À l’occasion de la Journée internationale des forêts, célébrée en mars dernier, le Club des Étudiants en Sciences de l’Environnement (CESEN ASBL) en collaboration avec l’ONG Horizons Verts a organisé une journée de réflexion et de sensibilisation, ce mercredi 29 avril au campus de l’Université de Kinshasa (UNIKIN). L’événement visait à renforcer la sensibilisation aux enjeux climatiques et forestiers, à valoriser le rôle des femmes dans la conservation des écosystèmes et à encourager des actions concrètes en faveur de la durabilité environnementale.
Placée sous le thème « Un arbre, une femme, une vie », cette journée a mis en lumière le rôle crucial des femmes dans la gestion durable des ressources forestières et la lutte contre le changement climatique. Elle a réuni des experts, des acteurs académiques, institutionnels et communautaires, ainsi que des organisations engagées dans la promotion de la place des femmes dans la protection de l’environnement. Parmi les partenaires du CESEN figuraient le Fonds forestier national, l’Organisation des Nations unies pour l’alimentation et l’agriculture (FAO) et la Présidence de la République, à travers son collège Environnement.
Après une conférence-débat suivie d’échanges interactifs avec les participants, l’événement s’est conclu par un projet ambitieux : la plantation de 1 500 arbres sur le site de l’UNIKIN. L’objectif était de sensibiliser la communauté universitaire aux enjeux climatiques et passer à l’action concrète sur le terrain.
Dans son allocution, Liege Mosolo, président national du CESEN ASBL, a rappelé l’importance vitale des forêts pour l’équilibre climatique et la biodiversité.
« Ce que l’on souligne encore insuffisamment, c’est que ces forêts sont, au quotidien, largement entretenues et préservées par les femmes. Dans les milieux ruraux notamment, les femmes assurent la collecte du bois de chauffe, récoltent les produits forestiers non ligneux, transmettent les savoirs traditionnels liés à la nature et adoptent des pratiques durables qui contribuent à la conservation. Elles constituent ainsi la base d’une gestion responsable des ressources naturelles », a-t-il déclaré.

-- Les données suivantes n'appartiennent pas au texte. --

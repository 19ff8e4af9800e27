//! Named provider factories.

// std
use std::sync::LazyLock;
// self
use crate::{
	_prelude::*,
	error::ConfigError,
	provider::{Provider, builtin},
};

/// Flat configuration handed to a factory when a provider is built.
pub type ProviderConfig = BTreeMap<String, String>;

static GLOBAL: LazyLock<Registry> = LazyLock::new(Registry::builtin);

/// Builds configured [`Provider`] instances for one provider family.
///
/// Factories run synchronously and perform no I/O. Closures with the matching signature
/// implement this trait.
pub trait ProviderFactory
where
	Self: Send + Sync,
{
	/// Validates `config` and builds a provider named `name`.
	fn build(&self, name: &str, config: &ProviderConfig) -> Result<Provider, ConfigError>;
}
impl<F> ProviderFactory for F
where
	F: Send + Sync + Fn(&str, &ProviderConfig) -> Result<Provider, ConfigError>,
{
	fn build(&self, name: &str, config: &ProviderConfig) -> Result<Provider, ConfigError> {
		self(name, config)
	}
}

/// Mapping from provider type name to factory.
///
/// Registration needs `&mut self`; lookups through `&Registry` are safe from any number of
/// threads.
#[derive(Clone, Default)]
pub struct Registry {
	factories: HashMap<String, Arc<dyn ProviderFactory>>,
}
impl Registry {
	/// Creates an empty registry.
	pub fn new() -> Self {
		Self::default()
	}

	/// Creates a registry holding every built-in provider family.
	pub fn builtin() -> Self {
		let mut registry = Self::new();

		for (name, factory) in builtin::factories() {
			registry.factories.insert(name.to_owned(), factory);
		}

		registry
	}

	/// Process-wide registry of built-in providers, built on first use.
	pub fn global() -> &'static Registry {
		&GLOBAL
	}

	/// Registers `factory` under `name`.
	///
	/// Fails with [`Error::DuplicateProvider`] if the name is taken; the existing registration is
	/// left untouched.
	pub fn register<F>(&mut self, name: impl Into<String>, factory: F) -> Result<()>
	where
		F: 'static + ProviderFactory,
	{
		let name = name.into();

		if self.factories.contains_key(&name) {
			return Err(Error::DuplicateProvider { name });
		}

		self.factories.insert(name, Arc::new(factory));

		Ok(())
	}

	/// Builds a provider of type `name` from `config`.
	pub fn new_provider(&self, name: &str, config: &ProviderConfig) -> Result<Provider> {
		let factory = self
			.factories
			.get(name)
			.ok_or_else(|| Error::UnknownProvider { name: name.to_owned() })?;

		Ok(factory.build(name, config)?)
	}

	/// Returns true if a factory is registered under `name`.
	pub fn contains(&self, name: &str) -> bool {
		self.factories.contains_key(name)
	}

	/// Registered names, sorted.
	pub fn names(&self) -> Vec<&str> {
		let mut names = self.factories.keys().map(String::as_str).collect::<Vec<_>>();

		names.sort_unstable();

		names
	}
}
impl Debug for Registry {
	fn fmt(&self, f: &mut Formatter) -> FmtResult {
		f.debug_struct("Registry").field("providers", &self.names()).finish()
	}
}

Malgré cette contribution majeure, il a déploré que la place des femmes reste encore insuffisamment reconnue, en particulier dans les instances de décision liées à la gestion forestière.
Liege Mosolo a souligné l’importance de l’engagement des jeunes, et notamment des universitaires, pour transformer les idées en actions.
« Mettre la femme au centre de cette initiative n’est pas un hasard. C’est une reconnaissance de sa capacité à agir, mobiliser, transmettre et impulser des changements durables », a-t-il ajouté.
Un héritage écologique pour les générations futures

Présente à cette assise, Jeannette Musingizi, responsable de l’ONG Logos Premier, a insisté sur la responsabilité collective de léguer un environnement sain aux générations futures.
« On peut illustrer cela par une image forte : avant de placer l’homme sur la Terre, Dieu a préparé un environnement viable, symbolisé par le jardin d’Éden, riche en arbres et en ressources. Cela montre que la vie humaine dépend d’un écosystème équilibré. Car l’arbre est indispensable : sans arbre, pas d’eau ; sans arbre, pas d’ombre ; sans arbre, pas d’équilibre climatique », a-t-elle expliqué.
Pour elle, l’arbre est synonyme de vie. « Dans plusieurs récits spirituels et traditions, l’arbre représente la survie, l’espoir et la continuité de la vie. Il guide, protège et nourrit », a-t-elle martelé.
Elle a également souligné le rôle spécifique des femmes dans les communautés rurales.

« Ce sont majoritairement les femmes qui pratiquent l’agriculture, souvent encore de manière traditionnelle. Elles sont au cœur de la production alimentaire. Mais au-delà de leur rôle agricole, les femmes sont aussi des gardiennes naturelles de la forêt. Par exemple, lorsqu’une femme trouve du miel ou des chenilles dans un arbre, elle ne le coupe pas. Elle cherche plutôt des méthodes pour récolter sans détruire : secouer les branches ou utiliser des techniques qui préservent l’arbre. »
Les participants ont souligné que la préservation des forêts ne peut se faire sans une implication active des femmes, véritables gardiennes du patrimoine naturel. L’ASBL CESEN-UNIKIN, organisation estudiantine engagée dans la protection de l’environnement, la gestion des ressources naturelles et la promotion de l’écologie, accompagné de l’ONG Horizons Verts entendent poursuivre leur mobilisation des jeunes universitaires pour des actions de salubrité et de sensibilisation.